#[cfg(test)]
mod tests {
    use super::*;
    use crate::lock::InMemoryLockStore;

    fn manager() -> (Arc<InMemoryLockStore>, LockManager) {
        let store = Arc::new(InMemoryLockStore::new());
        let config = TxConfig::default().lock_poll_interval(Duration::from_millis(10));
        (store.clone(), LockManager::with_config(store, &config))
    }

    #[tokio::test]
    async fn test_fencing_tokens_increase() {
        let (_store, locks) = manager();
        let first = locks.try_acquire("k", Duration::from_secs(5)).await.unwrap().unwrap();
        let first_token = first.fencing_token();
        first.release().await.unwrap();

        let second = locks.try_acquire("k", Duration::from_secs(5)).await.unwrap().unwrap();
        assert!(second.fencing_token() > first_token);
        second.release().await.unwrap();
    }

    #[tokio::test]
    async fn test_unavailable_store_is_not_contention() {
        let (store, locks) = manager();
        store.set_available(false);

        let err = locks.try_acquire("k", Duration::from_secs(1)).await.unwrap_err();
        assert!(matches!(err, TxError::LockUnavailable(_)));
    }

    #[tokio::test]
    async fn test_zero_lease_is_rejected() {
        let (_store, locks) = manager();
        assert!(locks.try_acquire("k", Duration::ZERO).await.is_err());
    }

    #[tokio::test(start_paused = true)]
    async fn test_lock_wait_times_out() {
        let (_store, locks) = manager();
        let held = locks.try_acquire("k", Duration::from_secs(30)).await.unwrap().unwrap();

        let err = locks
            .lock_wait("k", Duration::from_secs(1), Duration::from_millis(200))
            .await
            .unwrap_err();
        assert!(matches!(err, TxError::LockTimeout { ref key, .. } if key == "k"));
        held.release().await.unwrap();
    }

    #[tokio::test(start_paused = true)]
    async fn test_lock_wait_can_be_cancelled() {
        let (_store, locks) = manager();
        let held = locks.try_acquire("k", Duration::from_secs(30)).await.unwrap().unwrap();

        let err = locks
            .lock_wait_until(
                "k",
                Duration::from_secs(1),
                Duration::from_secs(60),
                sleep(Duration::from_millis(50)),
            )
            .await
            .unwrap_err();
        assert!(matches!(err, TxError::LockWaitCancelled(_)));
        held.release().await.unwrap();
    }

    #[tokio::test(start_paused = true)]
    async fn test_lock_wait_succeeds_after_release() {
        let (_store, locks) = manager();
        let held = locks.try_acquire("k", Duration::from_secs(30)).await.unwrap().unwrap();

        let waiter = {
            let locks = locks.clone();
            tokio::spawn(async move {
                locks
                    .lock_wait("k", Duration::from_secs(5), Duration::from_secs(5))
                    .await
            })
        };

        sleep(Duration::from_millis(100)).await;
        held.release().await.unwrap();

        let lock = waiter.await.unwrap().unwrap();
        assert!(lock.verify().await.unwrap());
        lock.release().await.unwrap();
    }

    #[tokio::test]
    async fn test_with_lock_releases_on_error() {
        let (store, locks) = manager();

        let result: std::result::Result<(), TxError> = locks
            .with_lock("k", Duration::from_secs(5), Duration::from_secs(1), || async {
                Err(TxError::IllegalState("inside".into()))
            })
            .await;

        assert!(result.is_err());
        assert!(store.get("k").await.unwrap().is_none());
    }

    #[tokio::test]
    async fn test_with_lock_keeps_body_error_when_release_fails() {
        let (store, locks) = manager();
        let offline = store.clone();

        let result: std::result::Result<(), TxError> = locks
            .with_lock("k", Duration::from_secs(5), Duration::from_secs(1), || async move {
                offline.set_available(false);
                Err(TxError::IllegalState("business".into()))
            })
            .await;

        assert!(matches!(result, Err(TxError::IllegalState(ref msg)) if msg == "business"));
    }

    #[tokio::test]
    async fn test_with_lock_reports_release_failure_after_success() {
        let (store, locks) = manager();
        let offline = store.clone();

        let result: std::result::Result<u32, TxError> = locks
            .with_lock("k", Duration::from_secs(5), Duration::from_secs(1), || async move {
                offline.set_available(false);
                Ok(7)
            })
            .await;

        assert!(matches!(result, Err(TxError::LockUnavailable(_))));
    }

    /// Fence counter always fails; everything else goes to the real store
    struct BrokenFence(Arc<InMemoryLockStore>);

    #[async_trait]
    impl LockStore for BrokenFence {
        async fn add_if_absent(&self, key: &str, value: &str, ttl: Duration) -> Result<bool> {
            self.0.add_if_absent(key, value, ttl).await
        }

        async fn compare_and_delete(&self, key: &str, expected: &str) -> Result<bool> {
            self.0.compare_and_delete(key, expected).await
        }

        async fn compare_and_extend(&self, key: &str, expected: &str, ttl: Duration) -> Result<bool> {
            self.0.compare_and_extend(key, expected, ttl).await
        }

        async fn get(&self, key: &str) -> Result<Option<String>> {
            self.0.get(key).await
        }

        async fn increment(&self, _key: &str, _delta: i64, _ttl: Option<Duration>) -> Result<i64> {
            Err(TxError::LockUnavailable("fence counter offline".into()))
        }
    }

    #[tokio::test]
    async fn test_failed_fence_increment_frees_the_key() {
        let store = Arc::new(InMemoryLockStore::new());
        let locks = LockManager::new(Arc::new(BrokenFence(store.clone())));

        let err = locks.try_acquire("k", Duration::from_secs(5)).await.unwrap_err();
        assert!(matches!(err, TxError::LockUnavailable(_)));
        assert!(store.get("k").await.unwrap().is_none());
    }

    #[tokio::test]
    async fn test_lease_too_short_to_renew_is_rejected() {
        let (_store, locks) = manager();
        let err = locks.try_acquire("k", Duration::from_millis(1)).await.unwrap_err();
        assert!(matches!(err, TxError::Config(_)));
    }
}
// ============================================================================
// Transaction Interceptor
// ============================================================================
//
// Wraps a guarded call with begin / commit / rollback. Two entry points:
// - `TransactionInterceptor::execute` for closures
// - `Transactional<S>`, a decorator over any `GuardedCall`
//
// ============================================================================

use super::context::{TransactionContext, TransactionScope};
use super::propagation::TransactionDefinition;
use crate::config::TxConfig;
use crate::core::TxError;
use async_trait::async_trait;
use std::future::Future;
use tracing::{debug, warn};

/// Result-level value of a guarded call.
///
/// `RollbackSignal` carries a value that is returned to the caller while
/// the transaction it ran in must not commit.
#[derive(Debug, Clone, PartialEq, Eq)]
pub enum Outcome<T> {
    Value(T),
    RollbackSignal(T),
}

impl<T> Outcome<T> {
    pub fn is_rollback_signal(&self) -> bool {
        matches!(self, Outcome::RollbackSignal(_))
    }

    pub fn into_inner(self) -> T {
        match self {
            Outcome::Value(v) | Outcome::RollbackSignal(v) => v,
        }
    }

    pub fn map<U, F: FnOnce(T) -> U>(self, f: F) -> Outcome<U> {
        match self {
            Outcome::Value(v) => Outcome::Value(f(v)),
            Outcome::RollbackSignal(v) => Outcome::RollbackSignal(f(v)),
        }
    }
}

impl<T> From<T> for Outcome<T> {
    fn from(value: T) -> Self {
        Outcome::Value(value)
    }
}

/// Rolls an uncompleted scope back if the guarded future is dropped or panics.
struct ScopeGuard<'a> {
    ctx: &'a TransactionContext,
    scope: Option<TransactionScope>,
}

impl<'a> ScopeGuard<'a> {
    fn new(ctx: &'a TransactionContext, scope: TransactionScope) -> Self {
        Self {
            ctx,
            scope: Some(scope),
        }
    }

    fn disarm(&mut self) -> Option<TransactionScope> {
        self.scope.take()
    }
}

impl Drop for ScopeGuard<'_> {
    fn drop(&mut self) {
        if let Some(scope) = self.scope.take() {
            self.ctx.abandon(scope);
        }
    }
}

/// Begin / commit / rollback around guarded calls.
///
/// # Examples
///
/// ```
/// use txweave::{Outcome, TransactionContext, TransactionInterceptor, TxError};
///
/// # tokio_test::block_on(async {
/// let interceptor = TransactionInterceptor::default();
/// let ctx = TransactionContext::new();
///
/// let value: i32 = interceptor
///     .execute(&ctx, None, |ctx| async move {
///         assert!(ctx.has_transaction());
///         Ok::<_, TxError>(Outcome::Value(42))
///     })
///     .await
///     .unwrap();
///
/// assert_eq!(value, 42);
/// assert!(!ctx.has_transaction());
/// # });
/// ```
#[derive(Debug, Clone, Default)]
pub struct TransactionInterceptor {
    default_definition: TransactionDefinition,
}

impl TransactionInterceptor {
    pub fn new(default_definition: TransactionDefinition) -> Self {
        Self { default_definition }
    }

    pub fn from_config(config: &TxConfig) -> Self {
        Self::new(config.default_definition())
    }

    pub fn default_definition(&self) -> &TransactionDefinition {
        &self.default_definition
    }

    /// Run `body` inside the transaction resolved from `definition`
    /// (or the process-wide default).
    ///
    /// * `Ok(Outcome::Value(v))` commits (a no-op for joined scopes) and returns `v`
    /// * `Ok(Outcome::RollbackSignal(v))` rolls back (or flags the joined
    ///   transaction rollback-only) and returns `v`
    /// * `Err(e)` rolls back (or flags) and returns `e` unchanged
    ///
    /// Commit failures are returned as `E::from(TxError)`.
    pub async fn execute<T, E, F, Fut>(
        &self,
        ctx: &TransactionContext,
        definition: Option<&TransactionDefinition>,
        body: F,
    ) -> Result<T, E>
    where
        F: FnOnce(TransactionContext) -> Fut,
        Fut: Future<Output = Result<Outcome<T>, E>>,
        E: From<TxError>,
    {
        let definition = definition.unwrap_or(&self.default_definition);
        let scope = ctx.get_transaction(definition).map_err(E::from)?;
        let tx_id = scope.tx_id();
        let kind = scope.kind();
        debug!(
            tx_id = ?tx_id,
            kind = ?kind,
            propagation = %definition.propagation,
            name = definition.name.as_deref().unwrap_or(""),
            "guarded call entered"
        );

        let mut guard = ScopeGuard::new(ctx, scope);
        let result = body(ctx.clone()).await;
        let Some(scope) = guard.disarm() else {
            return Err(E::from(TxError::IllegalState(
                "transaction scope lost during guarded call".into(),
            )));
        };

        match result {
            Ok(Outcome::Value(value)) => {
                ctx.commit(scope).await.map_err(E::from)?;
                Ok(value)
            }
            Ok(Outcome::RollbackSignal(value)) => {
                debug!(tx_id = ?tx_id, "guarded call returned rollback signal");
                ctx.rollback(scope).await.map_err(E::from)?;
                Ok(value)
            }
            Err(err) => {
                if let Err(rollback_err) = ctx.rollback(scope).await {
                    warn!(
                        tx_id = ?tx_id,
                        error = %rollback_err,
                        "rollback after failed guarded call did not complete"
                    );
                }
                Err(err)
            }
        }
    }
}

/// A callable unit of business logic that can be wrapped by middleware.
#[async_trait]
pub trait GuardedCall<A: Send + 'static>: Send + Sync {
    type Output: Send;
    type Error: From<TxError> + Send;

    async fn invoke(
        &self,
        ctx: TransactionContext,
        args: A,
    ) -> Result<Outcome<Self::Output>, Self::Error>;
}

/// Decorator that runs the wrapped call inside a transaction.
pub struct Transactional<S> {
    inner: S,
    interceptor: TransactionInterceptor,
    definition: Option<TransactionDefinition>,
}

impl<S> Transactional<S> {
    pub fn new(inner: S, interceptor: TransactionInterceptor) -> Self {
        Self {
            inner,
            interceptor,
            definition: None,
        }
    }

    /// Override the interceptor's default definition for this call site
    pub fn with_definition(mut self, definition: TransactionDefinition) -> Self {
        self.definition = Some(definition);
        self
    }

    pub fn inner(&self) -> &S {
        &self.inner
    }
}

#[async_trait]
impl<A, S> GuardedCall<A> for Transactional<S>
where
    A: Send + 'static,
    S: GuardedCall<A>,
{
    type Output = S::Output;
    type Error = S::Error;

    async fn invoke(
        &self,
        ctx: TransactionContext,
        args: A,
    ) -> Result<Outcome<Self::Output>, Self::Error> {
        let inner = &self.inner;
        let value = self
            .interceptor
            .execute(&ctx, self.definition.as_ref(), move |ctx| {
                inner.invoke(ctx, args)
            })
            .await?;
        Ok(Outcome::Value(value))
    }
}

════════════════

§ **Aim of the task**:
Both the line containing "if let Err(rollback_err)" and the line containing "after failed guarded" belong in the answer. Print them and every line above that falls between them exactly, and no others.

§ **Exercise output**:
                if let Err(rollback_err) = ctx.rollback(scope).await {
                    warn!(
                        tx_id = ?tx_id,
                        error = %rollback_err,
                        "rollback after failed guarded call did not complete"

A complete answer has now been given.